Mobility patterns from 2025 illustrate this clearly. Ride-hailing activity across markets such as the United Arab Emiratesand Oman continued to centre on reliability and access rather than premium experiences. Trips to major airports remained among the most common use cases, including Muscat International Airport in Muscat and Dubai and Zayed International Airports across Dubai and Abu Dhabi. At the same time, shopping centres and commercial hubs featured heavily in ride destinations, suggesting that ride-hailing now plays a supporting role in ordinary retail and social routines, not just travel or tourism.

Vehicle choice further reinforced this everyday focus. Economy options dominated across the region, with mid-size sedans such as the Toyota Camry appearing most frequently. Short and predictable pickup times, averaging just a few minutes in cities like Muscat and remaining under six minutes in Abu Dhabi, underline how on-demand transport has shifted from an occasional convenience to part of the urban baseline.

Patterns around smart devices show a similar trend toward regular, repeated use. During the final quarter of 2025, Yango’s voice assistant Yasmina saw sustained daily engagement in the UAE, with users interacting dozens of times per day at peak. Arabic emerged as the dominant language for interaction, accounting for the majority of usage, with conversations, content playback, and religious features forming the core of how people used the assistant. English-language use leaned more evenly between conversation and media playback, with practical tools like alarms and reminders playing a smaller but consistent role. Rather than experimental use, the data suggests these devices are increasingly treated as background utilities in the home.

On the business side, Yango’s technology operations focused on logistics and automation across retail and food delivery. Partnerships with regional retailers such as ROOTS and Grand Hypermarkets expanded automated e-grocery systems across multiple Gulf markets, while collaboration with noon supported further testing of autonomous delivery. In Dubai, delivery robots covered more than 1,300 kilometres during the year, with delivery times measured in minutes rather than hours, indicating operational maturity rather than pilot-stage experimentation.

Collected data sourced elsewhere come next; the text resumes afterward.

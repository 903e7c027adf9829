//! Host boundary for the tree builder
//!
//! The builder only creates nodes and routes. What a node *is* (animator
//! state, sub-state machine, generated code, graph vertex) is up to the host.

use std::fmt;

use crate::param::Condition;
use crate::Result;

/// Destination of a route: a terminal leaf or a nested branch
#[derive(Debug)]
pub enum RouteTarget<'a, L, B> {
    /// Terminal unit (e.g. an animator state)
    Leaf(&'a L),

    /// Intermediate unit hosting further leaves/branches
    Branch(&'a B),
}

impl<L, B> Clone for RouteTarget<'_, L, B> {
    fn clone(&self) -> Self {
        *self
    }
}

impl<L, B> Copy for RouteTarget<'_, L, B> {}

/// Graph-building capability the tree builder requires from its host
///
/// Every operation is synchronous. Failures are reported as
/// [`SyncError::ConsumerFailure`](crate::SyncError::ConsumerFailure) and abort
/// the whole build; rolling back already-created nodes is the host's job.
pub trait TreeConsumer {
    /// Handle to a terminal node
    type Leaf: Clone + fmt::Debug;

    /// Handle to an intermediate node (or the root context)
    type Branch: Clone + fmt::Debug;

    /// Create a terminal node under `parent`
    fn new_leaf(&mut self, parent: &Self::Branch, name: &str) -> Result<Self::Leaf>;

    /// Create an intermediate node under `parent`
    fn new_branch(&mut self, parent: &Self::Branch, name: &str) -> Result<Self::Branch>;

    /// Entering `parent` with `condition` true routes into `target`
    fn route_on_condition(
        &mut self,
        parent: &Self::Branch,
        condition: Condition,
        target: RouteTarget<'_, Self::Leaf, Self::Branch>,
    ) -> Result<()>;

    /// Unconditional fallback, evaluated after every conditional route of `parent`
    fn route_default(
        &mut self,
        parent: &Self::Branch,
        target: RouteTarget<'_, Self::Leaf, Self::Branch>,
    ) -> Result<()>;
}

Navigation data rounded out the picture. In 2025, Yango Maps users collectively travelled millions of kilometres and generated tens of millions of routes, with search activity rising sharply compared to the previous year. This growth points to increasing dependence on real-time navigation for both commuting and longer trips, particularly as cities across MENA continue to expand and diversify.

Taken together, the 2025 data does not suggest a region chasing technology for its own sake. Instead, it reflects a gradual alignment between digital services and everyday needs, where convenience, language accessibility, and consistency matter more than novelty. For MENA users, technology appears less like a headline feature and more like part of the background infrastructure shaping daily life.